• [Aim of the exercise] Which lines come from the start of the records through the line that holds "provided by the"? Write them out word for word.

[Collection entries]
□ □ □ □
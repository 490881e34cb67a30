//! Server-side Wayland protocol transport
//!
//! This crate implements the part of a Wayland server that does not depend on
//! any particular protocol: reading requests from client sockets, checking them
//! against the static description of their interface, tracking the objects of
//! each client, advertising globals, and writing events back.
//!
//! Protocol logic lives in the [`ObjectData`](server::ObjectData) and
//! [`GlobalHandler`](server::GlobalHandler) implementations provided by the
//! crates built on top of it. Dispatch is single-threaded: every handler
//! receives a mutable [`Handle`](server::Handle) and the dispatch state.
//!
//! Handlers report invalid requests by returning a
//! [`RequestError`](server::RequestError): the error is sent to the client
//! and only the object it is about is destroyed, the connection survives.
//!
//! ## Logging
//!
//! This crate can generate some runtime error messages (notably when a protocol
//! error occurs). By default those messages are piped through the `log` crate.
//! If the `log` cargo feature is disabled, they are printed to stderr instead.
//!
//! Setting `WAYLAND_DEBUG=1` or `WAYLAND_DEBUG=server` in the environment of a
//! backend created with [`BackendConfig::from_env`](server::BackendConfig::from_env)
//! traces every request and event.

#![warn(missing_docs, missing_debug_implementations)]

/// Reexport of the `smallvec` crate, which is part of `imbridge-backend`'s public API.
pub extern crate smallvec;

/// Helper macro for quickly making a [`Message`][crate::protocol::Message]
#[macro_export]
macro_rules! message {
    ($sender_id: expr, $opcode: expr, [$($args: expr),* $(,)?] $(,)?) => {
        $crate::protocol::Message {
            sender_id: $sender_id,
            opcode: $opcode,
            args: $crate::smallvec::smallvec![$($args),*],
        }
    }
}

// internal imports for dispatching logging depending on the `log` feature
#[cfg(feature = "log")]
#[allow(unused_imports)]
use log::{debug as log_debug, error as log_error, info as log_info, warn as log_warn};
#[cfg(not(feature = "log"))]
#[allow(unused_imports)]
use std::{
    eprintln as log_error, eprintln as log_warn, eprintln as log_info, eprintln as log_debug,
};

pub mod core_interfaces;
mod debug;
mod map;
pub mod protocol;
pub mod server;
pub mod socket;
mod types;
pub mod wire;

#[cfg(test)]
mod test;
□ □ □ □
• [Result of the task]
repository 490881e34cb67a30
//! Server-side Wayland protocol transport
//!
//! This crate implements the part of a Wayland server that does not depend on
//! any particular protocol: reading requests from client sockets, checking them
//! against the static description of their interface, tracking the objects of
//! each client, advertising globals, and writing events back.
//!
//! Protocol logic lives in the [`ObjectData`](server::ObjectData) and
//! [`GlobalHandler`](server::GlobalHandler) implementations provided by the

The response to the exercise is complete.